Given its high crystallographic symmetry (Pm-3m) and simple structure [U(VI) in regular octahedral coordination, Z = 1, Figure 1], δ-UO₃ has been an ideal candidate for numerous computational investigations. For instance, Pickard et al. investigated δ-UO₃, among other lanthanide and actinide phases, to confirm the applicability of plane wave ultrasoft pseudopotential methods for determining structural properties (Pickard et al., 2000). U-O bond length, covalency, and electron charge density (Casillas-Trujillo et al., 2017) studies by Casillas-Trujillo et al. also employed δ-UO₃ as a model compound. Similarly, theoretical modeling of U 4f X-ray photoelectron spectra used cubic δ-UO₃ to examine differences in photoelectron spectra resulting from variations in U-O bond length (Bagus et al., 2013). Additional investigations involving δ-UO₃ have explored the band gap of uranium oxides (He et al., 2013) and other electronic, elastic, and structural properties (Geng et al., 2011; Brincat et al., 2014).

FIGURE 1

FIGURE 1. The cubic (Fm-3m) crystal structure of δ-UO₃, modified from Weller et al., 1988.

However, despite abundant computational studies regarding δ-UO_3, experimental investigations of this phase are limited. These include an initial report that describes a phase transition from δ-to a mix of α- and γ-UO₃ prior to further thermal degradation to U₃O₈ (Cornman, 1962) and the crystal structure determination for δ-UO₃ (Weller et al., 1988). Other studies have investigated the applicability of δ-UO₃ as an insertion compound (Dueber, 1993). Of note, only one method of preparation is reported for δ-UO₃, and it involves calcination of a β-UO₂OH₂ precursor.
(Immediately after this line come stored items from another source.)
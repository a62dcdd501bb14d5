//! Entitlement Evaluator — pure decision logic over a subscription snapshot.
//!
//! Given a subscription, an optional plan (needed only for feature checks),
//! and a requested action, decide allow/deny and the counter value to persist
//! on allow. No I/O happens here; the gate owns persistence.
//!
//! Counter semantics, preserved exactly:
//! - AI credits allow reaching the limit: `used + quantity <= limit`.
//! - Resource counts do not: `used < limit` (strict). A limit of 0 always
//!   denies a count check.

use serde::Serialize;

use crate::errors::AppError;
use crate::models::plan::PlanRow;
use crate::models::subscription::SubscriptionRow;

/// A requested action to check against the subscription. Each counter is an
/// explicit variant with its own update path; no runtime field-name lookup.
#[derive(Debug, Clone, PartialEq, Eq)]
pub enum UsageCheck {
    AiCredits { quantity: i32 },
    Portfolio,
    Resume,
    Feature(String),
}

impl UsageCheck {
    /// Label reported in rejection payloads.
    pub fn label(&self) -> String {
        match self {
            UsageCheck::AiCredits { .. } => "aiCredits".to_string(),
            UsageCheck::Portfolio => "portfolios".to_string(),
            UsageCheck::Resume => "resumes".to_string(),
            UsageCheck::Feature(flag) => flag.clone(),
        }
    }
}

/// The three metered counters on a subscription row.
#[derive(Debug, Clone, Copy, PartialEq, Eq, Serialize)]
pub enum CounterKind {
    AiCredits,
    Portfolios,
    Resumes,
}

impl CounterKind {
    /// Client-facing message for a 402 rejection.
    pub fn exhausted_message(&self) -> &'static str {
        match self {
            CounterKind::AiCredits => "AI credits exhausted",
            CounterKind::Portfolios => "portfolios limit reached",
            CounterKind::Resumes => "resumes limit reached",
        }
    }
}

impl std::fmt::Display for CounterKind {
    fn fmt(&self, f: &mut std::fmt::Formatter<'_>) -> std::fmt::Result {
        let name = match self {
            CounterKind::AiCredits => "AI credits",
            CounterKind::Portfolios => "portfolios",
            CounterKind::Resumes => "resumes",
        };
        f.write_str(name)
    }
}

/// Counter write the gate must persist when a decision allows.
#[derive(Debug, Clone, Copy, PartialEq, Eq)]
pub struct CounterUpdate {
    pub counter: CounterKind,
    pub new_used: i32,
}

#[derive(Debug, Clone, PartialEq)]
pub enum DenyReason {
    NoSubscription,
    LimitReached {
        counter: CounterKind,
        used: i32,
        limit: i32,
    },
    FeatureUnavailable {
        feature: String,
        plan: String,
    },
}

#[derive(Debug, Clone, PartialEq)]
pub enum UsageDecision {
    /// Permitted. `Some` carries the counter value to persist; feature
    /// checks consume nothing and carry `None`.
    Allow(Option<CounterUpdate>),
    Deny(DenyReason),
}

/// Evaluates a usage check against a subscription snapshot.
///
/// `plan` is consulted only for `Feature` checks and must be the plan named
/// by the subscription; a subscription referencing a plan the catalog no
/// longer has is a fatal configuration error, not a denial.
pub fn evaluate(
    subscription: Option<&SubscriptionRow>,
    plan: Option<&PlanRow>,
    check: &UsageCheck,
) -> Result<UsageDecision, AppError> {
    let Some(sub) = subscription else {
        return Ok(UsageDecision::Deny(DenyReason::NoSubscription));
    };

    match check {
        UsageCheck::Feature(flag) => {
            let plan = plan.ok_or_else(|| {
                AppError::Configuration(format!(
                    "subscription {} references unknown plan '{}'",
                    sub.id, sub.plan
                ))
            })?;
            if plan.has_feature(flag) {
                Ok(UsageDecision::Allow(None))
            } else {
                Ok(UsageDecision::Deny(DenyReason::FeatureUnavailable {
                    feature: flag.clone(),
                    plan: sub.plan.clone(),
                }))
            }
        }
        UsageCheck::AiCredits { quantity } => {
            let (used, limit) = (sub.ai_credits_used, sub.ai_credits_limit);
            if used + quantity <= limit {
                Ok(UsageDecision::Allow(Some(CounterUpdate {
                    counter: CounterKind::AiCredits,
                    new_used: used + quantity,
                })))
            } else {
                Ok(UsageDecision::Deny(DenyReason::LimitReached {
                    counter: CounterKind::AiCredits,
                    used,
                    limit,
                }))
            }
        }
        UsageCheck::Portfolio => evaluate_count(CounterKind::Portfolios, sub.portfolios_used, sub.portfolios_limit),
        UsageCheck::Resume => evaluate_count(CounterKind::Resumes, sub.resumes_used, sub.resumes_limit),
    }
}

fn evaluate_count(counter: CounterKind, used: i32, limit: i32) -> Result<UsageDecision, AppError> {
    if used < limit {
        Ok(UsageDecision::Allow(Some(CounterUpdate {
            counter,
            new_used: used + 1,
        })))
    } else {
        Ok(UsageDecision::Deny(DenyReason::LimitReached {
            counter,
            used,
            limit,
        }))
    }
}

#[cfg(test)]
mod tests {
    use super::*;
    use chrono::Utc;
    use serde_json::json;
    use uuid::Uuid;

    fn make_sub(credits: (i32, i32), portfolios: (i32, i32), resumes: (i32, i32)) -> SubscriptionRow {
        let now = Utc::now();
        SubscriptionRow {
            id: Uuid::new_v4(),
            user_id: Uuid::new_v4(),
            plan: "free".to_string(),
            status: "active".to_string(),
            ai_credits_used: credits.0,
            ai_credits_limit: credits.1,
            portfolios_used: portfolios.0,
            portfolios_limit: portfolios.1,
            resumes_used: resumes.0,
            resumes_limit: resumes.1,
            trial_ends_at: None,
            trial_days_granted: None,
            stripe_customer_id: None,
            stripe_subscription_id: None,
            created_at: now,
            updated_at: now,
        }
    }

    fn make_plan(name: &str, features: serde_json::Value) -> PlanRow {
        PlanRow {
            id: Uuid::new_v4(),
            name: name.to_string(),
            display_name: name.to_string(),
            description: String::new(),
            monthly_price: 0.0,
            yearly_price: 0.0,
            currency: "USD".to_string(),
            features,
            ai_credits_per_month: 5,
            portfolios_limit: 1,
            resumes_limit: 1,
            stripe_monthly_price_id: None,
            stripe_yearly_price_id: None,
            is_active: true,
            sort_order: 1,
            created_at: Utc::now(),
        }
    }

    #[test]
    fn test_no_subscription_denies() {
        let decision = evaluate(None, None, &UsageCheck::AiCredits { quantity: 1 }).unwrap();
        assert_eq!(decision, UsageDecision::Deny(DenyReason::NoSubscription));
    }

    #[test]
    fn test_credits_allow_up_to_limit_inclusive() {
        // used 4 of 5, requesting 1: reaches the limit exactly, allowed.
        let sub = make_sub((4, 5), (0, 1), (0, 1));
        let decision = evaluate(Some(&sub), None, &UsageCheck::AiCredits { quantity: 1 }).unwrap();
        assert_eq!(
            decision,
            UsageDecision::Allow(Some(CounterUpdate {
                counter: CounterKind::AiCredits,
                new_used: 5,
            }))
        );
    }

    #[test]
    fn test_two_credit_request_needs_two_remaining() {
        // Two-credit operations: allowed when both fit, denied when only one
        // credit is left even though a one-credit request would pass.
        let sub = make_sub((3, 5), (0, 1), (0, 1));
        let decision = evaluate(Some(&sub), None, &UsageCheck::AiCredits { quantity: 2 }).unwrap();
        assert_eq!(
            decision,
            UsageDecision::Allow(Some(CounterUpdate {
                counter: CounterKind::AiCredits,
                new_used: 5,
            }))
        );

        let sub = make_sub((4, 5), (0, 1), (0, 1));
        let decision = evaluate(Some(&sub), None, &UsageCheck::AiCredits { quantity: 2 }).unwrap();
        assert_eq!(
            decision,
            UsageDecision::Deny(DenyReason::LimitReached {
                counter: CounterKind::AiCredits,
                used: 4,
                limit: 5,
            })
        );
    }

    #[test]
    fn test_credits_deny_past_limit_with_verbatim_counters() {
        let sub = make_sub((5, 5), (0, 1), (0, 1));
        let decision = evaluate(Some(&sub), None, &UsageCheck::AiCredits { quantity: 1 }).unwrap();
        assert_eq!(
            decision,
            UsageDecision::Deny(DenyReason::LimitReached {
                counter: CounterKind::AiCredits,
                used: 5,
                limit: 5,
            })
        );
    }

    #[test]
    fn test_credits_multi_quantity() {
        let sub = make_sub((2, 5), (0, 1), (0, 1));
        let allow = evaluate(Some(&sub), None, &UsageCheck::AiCredits { quantity: 3 }).unwrap();
        assert_eq!(
            allow,
            UsageDecision::Allow(Some(CounterUpdate {
                counter: CounterKind::AiCredits,
                new_used: 5,
            }))
        );
        let deny = evaluate(Some(&sub), None, &UsageCheck::AiCredits { quantity: 4 }).unwrap();
        assert!(matches!(deny, UsageDecision::Deny(DenyReason::LimitReached { .. })));
    }

    #[test]
    fn test_count_check_is_strict() {
        // Resource counts may not reach the limit: used == limit denies,
        // unlike credits which allow landing exactly on it.
        let sub = make_sub((0, 5), (0, 1), (1, 1));
        let decision = evaluate(Some(&sub), None, &UsageCheck::Resume).unwrap();
        assert_eq!(
            decision,
            UsageDecision::Deny(DenyReason::LimitReached {
                counter: CounterKind::Resumes,
                used: 1,
                limit: 1,
            })
        );
    }

    #[test]
    fn test_count_allow_increments_by_one() {
        let sub = make_sub((0, 5), (3, 10), (0, 1));
        let decision = evaluate(Some(&sub), None, &UsageCheck::Portfolio).unwrap();
        assert_eq!(
            decision,
            UsageDecision::Allow(Some(CounterUpdate {
                counter: CounterKind::Portfolios,
                new_used: 4,
            }))
        );
    }

    #[test]
    fn test_zero_limit_always_denies_counts() {
        let sub = make_sub((0, 5), (0, 0), (0, 0));
        for check in [UsageCheck::Portfolio, UsageCheck::Resume] {
            let decision = evaluate(Some(&sub), None, &check).unwrap();
            assert!(matches!(decision, UsageDecision::Deny(DenyReason::LimitReached { limit: 0, .. })));
        }
    }

    #[test]
    fn test_feature_allowed_when_flag_true() {
        let sub = make_sub((0, 5), (0, 1), (0, 1));
        let plan = make_plan("free", json!({"analytics": true}));
        let decision = evaluate(
            Some(&sub),
            Some(&plan),
            &UsageCheck::Feature("analytics".to_string()),
        )
        .unwrap();
        assert_eq!(decision, UsageDecision::Allow(None));
    }

    #[test]
    fn test_feature_denied_when_flag_false_or_absent() {
        let sub = make_sub((0, 5), (0, 1), (0, 1));
        let plan = make_plan("free", json!({"analytics": false}));
        for flag in ["analytics", "customDomain"] {
            let decision = evaluate(
                Some(&sub),
                Some(&plan),
                &UsageCheck::Feature(flag.to_string()),
            )
            .unwrap();
            assert_eq!(
                decision,
                UsageDecision::Deny(DenyReason::FeatureUnavailable {
                    feature: flag.to_string(),
                    plan: "free".to_string(),
                })
            );
        }
    }

    #[test]
    fn test_feature_denied_when_flag_not_boolean() {
        let sub = make_sub((0, 5), (0, 1), (0, 1));
        let plan = make_plan("free", json!({"analytics": "true"}));
        let decision = evaluate(
            Some(&sub),
            Some(&plan),
            &UsageCheck::Feature("analytics".to_string()),
        )
        .unwrap();
        assert!(matches!(decision, UsageDecision::Deny(DenyReason::FeatureUnavailable { .. })));
    }

    #[test]
    fn test_missing_plan_on_feature_check_is_configuration_error() {
        let sub = make_sub((0, 5), (0, 1), (0, 1));
        let result = evaluate(Some(&sub), None, &UsageCheck::Feature("analytics".to_string()));
        assert!(matches!(result, Err(AppError::Configuration(_))));
    }

    #[test]
    fn test_counter_checks_ignore_plan() {
        // Counter state lives on the subscription snapshot; the catalog is
        // not consulted.
        let sub = make_sub((0, 5), (0, 1), (0, 1));
        let decision = evaluate(Some(&sub), None, &UsageCheck::AiCredits { quantity: 1 }).unwrap();
        assert!(matches!(decision, UsageDecision::Allow(Some(_))));
    }

    #[test]
    fn test_check_labels() {
        assert_eq!(UsageCheck::AiCredits { quantity: 1 }.label(), "aiCredits");
        assert_eq!(UsageCheck::Portfolio.label(), "portfolios");
        assert_eq!(UsageCheck::Resume.label(), "resumes");
        assert_eq!(UsageCheck::Feature("customDomain".to_string()).label(), "customDomain");
    }
}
Furthermore, an IR spectrum has been reported for δ-UO₃¹⁹, but Raman spectroscopic data for this phase do not appear anywhere in the literature.

We seek to fill the gap in available experimental information for δ-UO₃ by using Raman and IR spectroscopy combined with density functional perturbation theory (DFPT) for spectral interpretation. Through synthesis and computationally guided experimental characterization of δ-UO₃, optical vibrational spectra provide new insight into potential structural complexity of this phase. A central question raised by this work is our observation of significant Raman scattering for δ-UO₃, despite symmetry analysis and DFPT predictions indicating that no Raman active modes should be present in the spectra of this phase. Herein, we suggest several potential explanations for the activation of Raman scattering, including a possible tetragonal distortion of the cubic lattice, the presence of a secondary Raman-active phase on the surface of δ-UO₃, vacancy scattering contributions, or activation of optically silent modes via perturbation of the cubic symmetry.

Materials and methods

δ-UO₃ was prepared following a method described by Weller et al. (Weller et al., 1988). First, UO₂(NO₃)₂·6H₂O (International Bioanalytics, reagent grade) was heated from room temperature to 350°C at 1°C/min and held at this temperature for 7 days to produce γ-UO₃. Formation of γ-UO₃ was confirmed through examination of powder X-ray diffraction (PXRD) and Raman spectroscopic data collected for this intermediate (see, Supplementary Figures S1A,B). Next, γ-UO₃ was placed in a 23 ml Teflon liner with ∼10 ml of deionized H₂O and inserted into a Parr autoclave. Hydrothermal reaction proceeded for 24 h at 180 °C, after which the contents were retrieved via vacuum filtration. Formation of β-UO₂OH₂ was confirmed by PXRD (Supplementary Figure S2). Finally, δ-UO₃ was prepared by heating the prepared β-UO₂OH₂ to 425 °C for 24 h in a porcelain crucible. δ-UO₃ forms large tabular euhedral crystals that are translucent and brick red in color (Figure 2), consistent with literature reports (Weller et al., 1988).

FIGURE 2

FIGURE 2. Optical image of δ-UO₃ showing a large tabular euhedral crystal that is translucent and brick red in color.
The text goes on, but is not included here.